Em missão exploratória para ocupação futura do nosso planeta, o marciano que chefiava equipe precursora sobrevoou a Criméia e avistou drones, foguetes e mísseis cruzando os céus da Rússia e da Ucrânia. Percebendo que aquele não era um lugar seguro para instalar um posto avançado da sua civilização, dirigiu a sua nave para o Oriente Médio, mas logo se deu conta que ali era muito pior, pois, ao aproximar-se do Libano, seu disco voador quase foi atingido por milhares de drones, foguetes e misseis de Israel, dos USA e do Irã.
Informou tudo à sua chefia marciana que, após demorada reunião do CAM – Conselho de Anciões de Marte, determinou que ele fosse para a América do Sul, e lá procurasse algum lugar no país chamado Brasil. Segundo as informações que tinham, após pesquisas no livro “Raízes do Brasil”, aquele sítio era habitado por homens cordiais, intrinsecamente bons, generosos e pacíficos. As instruções indicavam um local chamado Rio de Janeiro como o alvo mais que perfeito para o atingimento do propósito da missão. Ali, um lugar bonito por natureza, ele seria bem recebido por um povo sestroso, alegre, bem-humorado e receptivo, principalmente se ele fingisse gostar de samba, chope e futebol.
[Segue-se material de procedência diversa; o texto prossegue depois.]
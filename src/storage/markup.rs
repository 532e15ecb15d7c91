use std::path::{Path, PathBuf};
use thiserror::Error;
use tokio::fs::{self, OpenOptions};
use tokio::io::AsyncWriteExt;
use tracing::debug;

#[derive(Debug, Error)]
pub enum MarkupStoreError {
    #[error("failed to open markup store {}: {source}", .path.display())]
    Open {
        path: PathBuf,
        #[source]
        source: std::io::Error,
    },

    #[error("failed to append to markup store {}: {source}", .path.display())]
    Append {
        path: PathBuf,
        #[source]
        source: std::io::Error,
    },

    #[error("could not read markup store {}: {source}", .path.display())]
    Read {
        path: PathBuf,
        #[source]
        source: std::io::Error,
    },
}

/// Append-only file holding the rendered markup of every listing page.
///
/// Its presence, at any size, marks the render phase of a run as done.
/// There is no per-page bookkeeping.
#[derive(Debug, Clone)]
pub struct MarkupStore {
    path: PathBuf,
}

impl MarkupStore {
    pub fn new(path: impl AsRef<Path>) -> Self {
        Self { path: path.as_ref().to_path_buf() }
    }

    pub fn path(&self) -> &Path {
        &self.path
    }

    /// Whether a previous run already produced the store
    pub async fn exists(&self) -> bool {
        fs::metadata(&self.path).await
            .map(|meta| meta.is_file())
            .unwrap_or(false)
    }

    /// Append one page worth of markup, creating the store if needed
    pub async fn append(&self, markup: &str) -> Result<(), MarkupStoreError> {
        let mut file = OpenOptions::new()
            .create(true)
            .append(true)
            .open(&self.path)
            .await
            .map_err(|source| MarkupStoreError::Open { path: self.path.clone(), source })?;

        file.write_all(markup.as_bytes()).await
            .map_err(|source| MarkupStoreError::Append { path: self.path.clone(), source })?;
        file.flush().await
            .map_err(|source| MarkupStoreError::Append { path: self.path.clone(), source })?;

        debug!("Appended {} bytes to {}", markup.len(), self.path.display());
        Ok(())
    }

    /// Read back everything accumulated so far. Bytes that are not valid
    /// UTF-8 are replaced rather than failing the read.
    pub async fn read(&self) -> Result<String, MarkupStoreError> {
        let bytes = fs::read(&self.path).await
            .map_err(|source| MarkupStoreError::Read { path: self.path.clone(), source })?;
        Ok(String::from_utf8_lossy(&bytes).into_owned())
    }
}

#[cfg(test)]
mod tests {
    use super::*;

    #[tokio::test]
    async fn test_append_concatenates_pages() {
        let dir = tempfile::tempdir().unwrap();
        let store = MarkupStore::new(dir.path().join("listing.html"));
        assert!(!store.exists().await);

        store.append("<html>page 0</html>").await.unwrap();
        assert!(store.exists().await);
        store.append("<html>page 1</html>").await.unwrap();

        assert_eq!(store.read().await.unwrap(), "<html>page 0</html><html>page 1</html>");
    }

    #[tokio::test]
    async fn test_empty_store_still_counts_as_present() {
        let dir = tempfile::tempdir().unwrap();
        let store = MarkupStore::new(dir.path().join("listing.html"));
        store.append("").await.unwrap();

        assert!(store.exists().await);
        assert_eq!(store.read().await.unwrap(), "");
    }

    #[tokio::test]
    async fn test_invalid_utf8_is_read_lossily() {
        let dir = tempfile::tempdir().unwrap();
        let path = dir.path().join("listing.html");
        let anchor = r#"<a href="https://www.bio-rad.com/sites/default/files/webroot/web/pdf/lit-1.pdf">x</a>"#;
        let mut raw = anchor.as_bytes().to_vec();
        raw.push(0xFF);
        std::fs::write(&path, raw).unwrap();

        let markup = MarkupStore::new(&path).read().await.unwrap();
        assert!(markup.starts_with(anchor));
        assert!(markup.ends_with('\u{FFFD}'));
        assert_eq!(
            crate::crawler::extractor::extract_links(&markup),
            vec!["https://www.bio-rad.com/sites/default/files/webroot/web/pdf/lit-1.pdf".to_string()]
        );
    }

    #[tokio::test]
    async fn test_read_missing_store_fails() {
        let dir = tempfile::tempdir().unwrap();
        let store = MarkupStore::new(dir.path().join("absent.html"));

        assert!(matches!(store.read().await, Err(MarkupStoreError::Read { .. })));
    }

    #[tokio::test]
    async fn test_append_into_missing_directory_fails() {
        let dir = tempfile::tempdir().unwrap();
        let store = MarkupStore::new(dir.path().join("no-such-dir").join("listing.html"));

        assert!(matches!(store.append("<html/>").await, Err(MarkupStoreError::Open { .. })));
    }
}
Instrução dada, instrução cumprida. Voou para o tal Rio de Janeiro. Lá chegando, o ET mal pousou sua aeronave perto da Vila Kennedy quando foi abordado por dois sujeitos mal-encarados que, com fuzis em punho, exigiram pagamento mensal pelo estacionamento da sua nave. Uma boa alma viu aquilo e alertou o nosso herói ser ali território do CV que cobrava pedágio muito alto. Recomendou que fossem pra algum lugar dominado pelo Terceiro Comando Puro ou por milicianos, que cobravam mais barato ou, melhor ainda, fosse para Brasília onde tudo era permitido e de maneira mais discreta.
Atendendo aos conselhos da boa alma ele aterrou na capital do Brasil e, para elaborar o seu planejamento de adaptação ao novo ambiente, comprou um jornal visando a se inteirar dos fatos, versões e narrativas do que estava ocorrendo no Brasil. Sentado sob árvores do Parque Água Mineral, tentando adaptar-se ao ar seco do planalto, ele abriu o jornal e começou a ler:
“Deputados que trabalham em regime 3×4, não querem aprovar regime 5×2 para os trabalhadores”
“Daniel Vorcaro subornou autoridades de todos os poderes da República”
“Comprovantes indicam rachadinha no gabinete do deputado Mario Frias”
“PF indicia suplente de Alcolumbre por suspeita de corrupção no Dnit-AP, e associação criminosa”
“PGR denuncia nove envolvidos em venda de sentenças no STJ”
“Juízes não aceitam o fim dos penduricalhos”
“Lei da Ficha Limpa: Carmem vota no STF contra alterações que gerariam impunidade”
“Caso Master: pré-candidato nega e depois confirma, volta a negar e volta atrás, confirmando que esteve com Vorcaro”
“Deputados proíbem uso de satélites na fiscalização de desmatamento: a boiada vai passar!”
“Banco Master: Brasília e Assembleia do Rio de Janeiro apavorados com os celulares de Daniel Vorcaro”
“Governos incompetentes reconhecem que não conseguem impedir uso de celulares nas prisões”
“O número de feminicídios cresce assustadoramente em todo o país”
“Governador Castro jantou bife de 10 mil reais pagos por Daniel Vorcaro, a quem dizia desconhecer”
“Congresso aprova lei que limita multa aos partidos políticos em 30 mil reais, que podem ser pagos em até 15 anos (R$ 167,00 por mês)”
Naquele momento, o ET, já chocado com o que lia, virou a página do jornal e encontrou uma notícia que o fez cancelar a missão. Foi a gota d’água. Aquilo era o que faltava pra ele concluir que aquele país era irrecuperável, não tinha mais jeito, ultrapassara o Rubicão da seriedade. Abortar a missão foi o que lhe restou. Jogou o jornal no chão, entrou no disco voador e acelerou de volta ao seu planeta sem olhar para trás.
Contrastando com o verde do gramado, o jornal abandonado expunha a manchete:
“Neymar foi convocado para seleção brasileira que vai disputar o Mundial deste ano”.